Start of Material provided
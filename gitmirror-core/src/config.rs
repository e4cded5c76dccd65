//! Configuration management for gitmirror
//!
//! Configuration is loaded with the following priority (highest to lowest):
//! 1. CLI flags
//! 2. Environment variables (GITMIRROR_*)
//! 3. Config files (`config.yml` plus any `config_*.yml` next to it)
//! 4. Default values
//!
//! A config file looks like this:
//!
//! ```yaml
//! working_directory: ./mirrors
//! repositories:
//!   my-project:
//!     from: https://github.com/example/my-project.git
//!     to: git@git.internal:mirrors/my-project.git
//!   old-project:
//!     from: https://github.com/example/old-project.git
//!     to: git@git.internal:mirrors/old-project.git
//!     enabled: false
//! ```

use std::path::{Component, Path, PathBuf};

use indexmap::IndexMap;
use serde::{Deserialize, Serialize};

use crate::{Error, Result};

/// File name looked up in the current directory when no config is given
pub const DEFAULT_CONFIG_FILE: &str = "config.yml";

/// Prefix of additional config files merged into the primary one
pub const FRAGMENT_PREFIX: &str = "config_";

/// One repository to mirror
#[derive(Debug, Clone, PartialEq, Eq, Serialize)]
pub struct RepositoryDescriptor {
    /// Unique key of the repository, also its directory name
    pub id: String,
    /// URL to mirror from
    pub from: String,
    /// URL to mirror to
    pub to: String,
    /// Only an explicit `false` disables mirroring
    #[serde(skip_serializing_if = "Option::is_none")]
    pub enabled: Option<bool>,
}

impl RepositoryDescriptor {
    /// Whether this repository takes part in a run
    pub fn is_enabled(&self) -> bool {
        self.enabled != Some(false)
    }
}

/// Repository entry as written in a config file
#[derive(Debug, Clone, Deserialize)]
struct RepositoryEntry {
    from: String,
    to: String,
    #[serde(default)]
    enabled: Option<bool>,
}

/// Repositories keyed by id, in definition order
#[derive(Debug, Clone, Default, PartialEq, Eq, Serialize)]
#[serde(transparent)]
pub struct RepositoryTable {
    repos: IndexMap<String, RepositoryDescriptor>,
}

impl RepositoryTable {
    /// Create an empty table
    pub fn new() -> Self {
        Self::default()
    }

    /// Add a repository unless its id is already taken
    ///
    /// Returns `false` and leaves the table untouched for a duplicate id; the
    /// first definition always wins.
    pub fn insert(&mut self, repo: RepositoryDescriptor) -> bool {
        if self.repos.contains_key(&repo.id) {
            return false;
        }
        self.repos.insert(repo.id.clone(), repo);
        true
    }

    /// Look up a repository by id
    pub fn get(&self, id: &str) -> Option<&RepositoryDescriptor> {
        self.repos.get(id)
    }

    /// Iterate in definition order
    pub fn iter(&self) -> impl Iterator<Item = &RepositoryDescriptor> {
        self.repos.values()
    }

    pub fn len(&self) -> usize {
        self.repos.len()
    }

    pub fn is_empty(&self) -> bool {
        self.repos.is_empty()
    }

    /// Keep only the repositories named in `ids`, in table order
    ///
    /// Fails if an id is not defined.
    pub fn select(&self, ids: &[String]) -> Result<Self> {
        if let Some(missing) = ids.iter().find(|id| !self.repos.contains_key(*id)) {
            return Err(Error::Config(format!(
                "Repository '{}' is not defined in any config file",
                missing
            )));
        }

        let repos = self
            .repos
            .iter()
            .filter(|(id, _)| ids.contains(*id))
            .map(|(id, repo)| (id.clone(), repo.clone()))
            .collect();
        Ok(Self { repos })
    }
}

/// Contents of one config file
#[derive(Debug, Clone, Default, Deserialize)]
struct ConfigFile {
    working_directory: Option<PathBuf>,
    git: Option<String>,
    repositories: Option<IndexMap<String, RepositoryEntry>>,
}

impl ConfigFile {
    /// Parse by extension: `.toml` as TOML, anything else as YAML
    fn parse(path: &Path, contents: &str) -> Result<Self> {
        let is_toml = path
            .extension()
            .is_some_and(|ext| ext.eq_ignore_ascii_case("toml"));

        if is_toml {
            toml::from_str(contents).map_err(|e| {
                Error::Config(format!("Failed to parse {}: {}", path.display(), e))
            })
        } else {
            // An empty YAML document deserializes as null.
            if contents.trim().is_empty() {
                return Err(Error::Config(format!(
                    "Could not read {}: file is empty",
                    path.display()
                )));
            }
            serde_yaml::from_str(contents).map_err(|e| {
                Error::Config(format!("Failed to parse {}: {}", path.display(), e))
            })
        }
    }

    fn load(path: &Path) -> Result<Self> {
        let contents = std::fs::read_to_string(path).map_err(|e| {
            Error::Config(format!("Could not read {}: {}", path.display(), e))
        })?;
        Self::parse(path, &contents)
    }
}

/// Fully merged configuration of one run
#[derive(Debug, Clone)]
pub struct Config {
    /// Primary config file
    pub source: PathBuf,
    /// Absolute directory holding one clone per repository
    pub working_directory: PathBuf,
    /// Program used for every git command
    pub git: String,
    /// Repositories to mirror
    pub repositories: RepositoryTable,
}

impl Config {
    /// Load from `path`, or from the default location when `None`
    pub fn load(path: Option<&Path>) -> Result<Self> {
        let path = match path {
            Some(p) => p.to_path_buf(),
            None => Self::default_config_path()?,
        };
        let invocation_dir = std::env::current_dir()?;
        Self::load_from_file(&path, &invocation_dir)
    }

    /// Pick the default config file
    ///
    /// `./config.yml` if it exists, then `~/.config/gitmirror/config.yml`.
    /// Falls back to `./config.yml` so the error names the expected file.
    pub fn default_config_path() -> Result<PathBuf> {
        let local = std::env::current_dir()?.join(DEFAULT_CONFIG_FILE);
        if local.exists() {
            return Ok(local);
        }

        let user = dirs::config_dir().map(|p| p.join("gitmirror").join(DEFAULT_CONFIG_FILE));
        if let Some(user) = user.filter(|p| p.exists()) {
            return Ok(user);
        }

        Ok(local)
    }

    /// Load a primary config file and merge every fragment next to it
    ///
    /// A relative `working_directory` is resolved against `invocation_dir`.
    pub fn load_from_file(path: &Path, invocation_dir: &Path) -> Result<Self> {
        let primary = ConfigFile::load(path)?;

        let working_directory = primary.working_directory.clone().ok_or_else(|| {
            Error::Config(format!(
                "Not found 'working_directory' in {}",
                path.display()
            ))
        })?;
        let working_directory = resolve_path(&working_directory, invocation_dir);

        let mut found_repositories = primary.repositories.is_some();
        let mut repositories = RepositoryTable::new();
        merge_into(&mut repositories, primary.repositories.unwrap_or_default(), path);

        let dir = path
            .parent()
            .filter(|p| !p.as_os_str().is_empty())
            .unwrap_or(Path::new("."));
        for fragment in find_fragments(dir, path)? {
            tracing::info!("Reading: {}", fragment.display());
            let file = match ConfigFile::load(&fragment) {
                Ok(file) => file,
                Err(e) => {
                    tracing::warn!("SKIP: {}", e);
                    continue;
                }
            };
            let Some(entries) = file.repositories else {
                tracing::warn!(
                    "SKIP: Did not find 'repositories' in {}",
                    fragment.display()
                );
                continue;
            };
            found_repositories = true;
            merge_into(&mut repositories, entries, &fragment);
        }

        if !found_repositories {
            return Err(Error::Config(format!(
                "Not found 'repositories' in {}",
                path.display()
            )));
        }

        Ok(Self {
            source: path.to_path_buf(),
            working_directory,
            git: primary.git.unwrap_or_else(|| "git".to_string()),
            repositories,
        })
    }

    /// Apply environment variable overrides
    ///
    /// Supported variables:
    /// - GITMIRROR_GIT: git program to run
    /// - GITMIRROR_WORKING_DIRECTORY: directory holding the clones
    pub fn with_env_overrides(self) -> Result<Self> {
        let git = std::env::var("GITMIRROR_GIT").ok();
        let working_directory = std::env::var_os("GITMIRROR_WORKING_DIRECTORY").map(PathBuf::from);
        self.with_cli_overrides(git, working_directory)
    }

    /// Apply CLI flag overrides
    pub fn with_cli_overrides(
        mut self,
        git: Option<String>,
        working_directory: Option<PathBuf>,
    ) -> Result<Self> {
        if let Some(git) = git {
            self.git = git;
        }

        if let Some(dir) = working_directory {
            self.working_directory = resolve_path(&dir, &std::env::current_dir()?);
        }

        Ok(self)
    }

    /// Load configuration with all overrides applied
    ///
    /// Priority: CLI > env > config files > defaults
    pub fn load_with_overrides(
        path: Option<&Path>,
        git: Option<String>,
        working_directory: Option<PathBuf>,
    ) -> Result<Self> {
        Self::load(path)?
            .with_env_overrides()?
            .with_cli_overrides(git, working_directory)
    }
}

fn merge_into(
    table: &mut RepositoryTable,
    entries: IndexMap<String, RepositoryEntry>,
    origin: &Path,
) {
    for (id, entry) in entries {
        let repo = RepositoryDescriptor {
            id: id.clone(),
            from: entry.from,
            to: entry.to,
            enabled: entry.enabled,
        };
        if !table.insert(repo) {
            tracing::warn!("WARNING: Defined again '{}' in {}", id, origin.display());
        }
    }
}

/// `config_*.yml`, `config_*.yaml` and `config_*.toml` in `dir`, by name
fn find_fragments(dir: &Path, primary: &Path) -> Result<Vec<PathBuf>> {
    let mut fragments = Vec::new();

    for entry in std::fs::read_dir(dir)? {
        let path = entry?.path();
        if !path.is_file() || path == primary {
            continue;
        }
        let Some(name) = path.file_name().and_then(|n| n.to_str()) else {
            continue;
        };
        let is_config = [".yml", ".yaml", ".toml"]
            .iter()
            .any(|ext| name.ends_with(ext));
        if name.starts_with(FRAGMENT_PREFIX) && is_config {
            fragments.push(path);
        }
    }

    fragments.sort();
    Ok(fragments)
}

/// Make `path` absolute against `base` and fold `.` and `..` lexically
pub fn resolve_path(path: &Path, base: &Path) -> PathBuf {
    let joined = if path.is_absolute() {
        path.to_path_buf()
    } else {
        base.join(path)
    };

    let mut normalized = PathBuf::new();
    for component in joined.components() {
        match component {
            Component::CurDir => {}
            Component::ParentDir => {
                normalized.pop();
            }
            other => normalized.push(other.as_os_str()),
        }
    }
    normalized
}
End of Material provided
- _Instructions for the task_
Retype exactly the lines from the start of the entries through the one with "pub struct RepositoryDescriptor"; include both ends.

- _Answer space_
filename gitmirror-core/src/config.rs
repository e4cded5c76dccd65
//! Configuration management for gitmirror
//!
//! Configuration is loaded with the following priority (highest to lowest):
//! 1. CLI flags
//! 2. Environment variables (GITMIRROR_*)
//! 3. Config files (`config.yml` plus any `config_*.yml` next to it)
//! 4. Default values
//!
//! A config file looks like this:
//!
//! ```yaml
//! working_directory: ./mirrors
//! repositories:
//!   my-project:
//!     from: https://github.com/example/my-project.git
//!     to: git@git.internal:mirrors/my-project.git
//!   old-project:
//!     from: https://github.com/example/old-project.git
//!     to: git@git.internal:mirrors/old-project.git
//!     enabled: false
//! ```

use std::path::{Component, Path, PathBuf};

use indexmap::IndexMap;
use serde::{Deserialize, Serialize};

use crate::{Error, Result};

/// File name looked up in the current directory when no config is given
pub const DEFAULT_CONFIG_FILE: &str = "config.yml";

/// Prefix of additional config files merged into the primary one
pub const FRAGMENT_PREFIX: &str = "config_";

/// One repository to mirror
#[derive(Debug, Clone, PartialEq, Eq, Serialize)]
pub struct RepositoryDescriptor {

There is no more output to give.